ZDNet SOA blogger Joe McKendrick made an interesting observation around the use of SOA as a mechanism to ease the integration of IT in these days of quick and forced mergers in the world of finance.
"It's possible that SOA efforts that have been underway at these organizations in recent years may have also saved their skin. That's because most of these government-backed (or government-prodded) mergers have been 'shotgun weddings,' as described by CapGemini's Sean Drewitt in a recent report in Bank Systems & Technology. There's a lot of technology within the merged parties that need to be somehow brought together."

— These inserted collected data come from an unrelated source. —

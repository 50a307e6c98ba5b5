use super::{PickupRequest, StatusFilter};

/// Client-side search over the already-fetched request list.
#[derive(Debug, Clone, Default, PartialEq, Eq)]
pub struct RequestQuery {
    pub search: String,
    pub status: StatusFilter,
}

impl RequestQuery {
    pub fn new(search: impl Into<String>, status: StatusFilter) -> Self {
        Self {
            search: search.into(),
            status,
        }
    }

    pub fn matches(&self, request: &PickupRequest) -> bool {
        if !self.status.accepts(&request.status) {
            return false;
        }

        let needle = self.search.trim().to_lowercase();
        if needle.is_empty() {
            return true;
        }

        // Unrecognised statuses carry no label to match against.
        let label = if request.status.is_recognised() {
            request.status.short_label()
        } else {
            ""
        };
        let haystack = [
            request.id.to_string().as_str(),
            request.brand.as_str(),
            request.model.as_str(),
            request.device_type.as_str(),
            request.condition.as_str(),
            label,
        ]
        .iter()
        .filter(|s| !s.is_empty())
        .copied()
        .collect::<Vec<_>>()
        .join(" ")
        .to_lowercase();

        haystack.contains(&needle)
    }

    pub fn apply<'a>(&self, requests: &'a [PickupRequest]) -> Vec<&'a PickupRequest> {
        requests.iter().filter(|r| self.matches(r)).collect()
    }
}

#[cfg(test)]
mod tests {
    use super::*;
    use crate::domain::{Condition, RequestStatus};

    fn request(id: i64, brand: &str, status: RequestStatus) -> PickupRequest {
        PickupRequest {
            id,
            device_type: "Laptop".into(),
            brand: brand.into(),
            model: format!("Model {id}"),
            condition: Condition::Working,
            quantity: 1,
            pickup_address: "Chennai".into(),
            additional_remarks: None,
            status,
            created_at: None,
            updated_at: None,
        }
    }

    fn sample() -> Vec<PickupRequest> {
        (1..=10)
            .map(|id| {
                let status = match id {
                    2 | 5 | 9 => RequestStatus::Recycled,
                    3 => RequestStatus::PickupScheduled,
                    7 => RequestStatus::Rejected,
                    _ => RequestStatus::Submitted,
                };
                request(id, if id % 2 == 0 { "HP" } else { "Lenovo" }, status)
            })
            .collect()
    }

    #[test]
    fn test_status_filter_recycled_keeps_exactly_three() {
        let requests = sample();
        let query = RequestQuery::new("", StatusFilter::Only(RequestStatus::Recycled));
        let rows = query.apply(&requests);
        assert_eq!(rows.len(), 3);
        assert!(rows.iter().all(|r| r.status == RequestStatus::Recycled));
    }

    #[test]
    fn test_search_is_case_insensitive_substring() {
        let requests = sample();
        let rows = RequestQuery::new("  lEnOvO ", StatusFilter::All).apply(&requests);
        assert_eq!(rows.len(), 5);
    }

    #[test]
    fn test_search_matches_short_status_label_and_id() {
        let requests = sample();
        let scheduled = RequestQuery::new("scheduled", StatusFilter::All).apply(&requests);
        assert_eq!(scheduled.iter().map(|r| r.id).collect::<Vec<_>>(), vec![3]);

        let by_id = RequestQuery::new("10", StatusFilter::All).apply(&requests);
        assert_eq!(by_id.iter().map(|r| r.id).collect::<Vec<_>>(), vec![10]);
    }

    #[test]
    fn test_search_and_status_combine() {
        let requests = sample();
        let rows = RequestQuery::new("hp", StatusFilter::Only(RequestStatus::Recycled)).apply(&requests);
        assert_eq!(rows.iter().map(|r| r.id).collect::<Vec<_>>(), vec![2]);
    }

    #[test]
    fn test_unrecognised_status_has_no_searchable_label() {
        let requests = vec![
            request(1, "HP", RequestStatus::Other("ON_HOLD".into())),
            request(2, "HP", RequestStatus::Other("OTHER".into())),
        ];
        let rows = RequestQuery::new("other", StatusFilter::All).apply(&requests);
        assert_eq!(rows.iter().map(|r| r.id).collect::<Vec<_>>(), vec![2]);
    }
}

In essence, the use of SOA approaches and technology has created well-defined interfaces into major information systems that have made integration of these systems much less of a hassle. Indeed, one of the by-products of SOA is integration, and the creation of standard and well-defined interfaces. Thus, when moving toward a more loosely coupled architecture, such as SOA, the value is the ability to change the architecture, or in this case integrate architectures. Thus, it "saved their skin."
While nobody wants to be pushed into a forced marriage and forced to alter things within negative business events, this really is a good use case for the value of SOA, or creating an architecture that's built to change. I suspect that some of the forced mergers going on right now won't work at the IT level, because they have not made the same preparations. Figure you won't hear about those, at least in the press.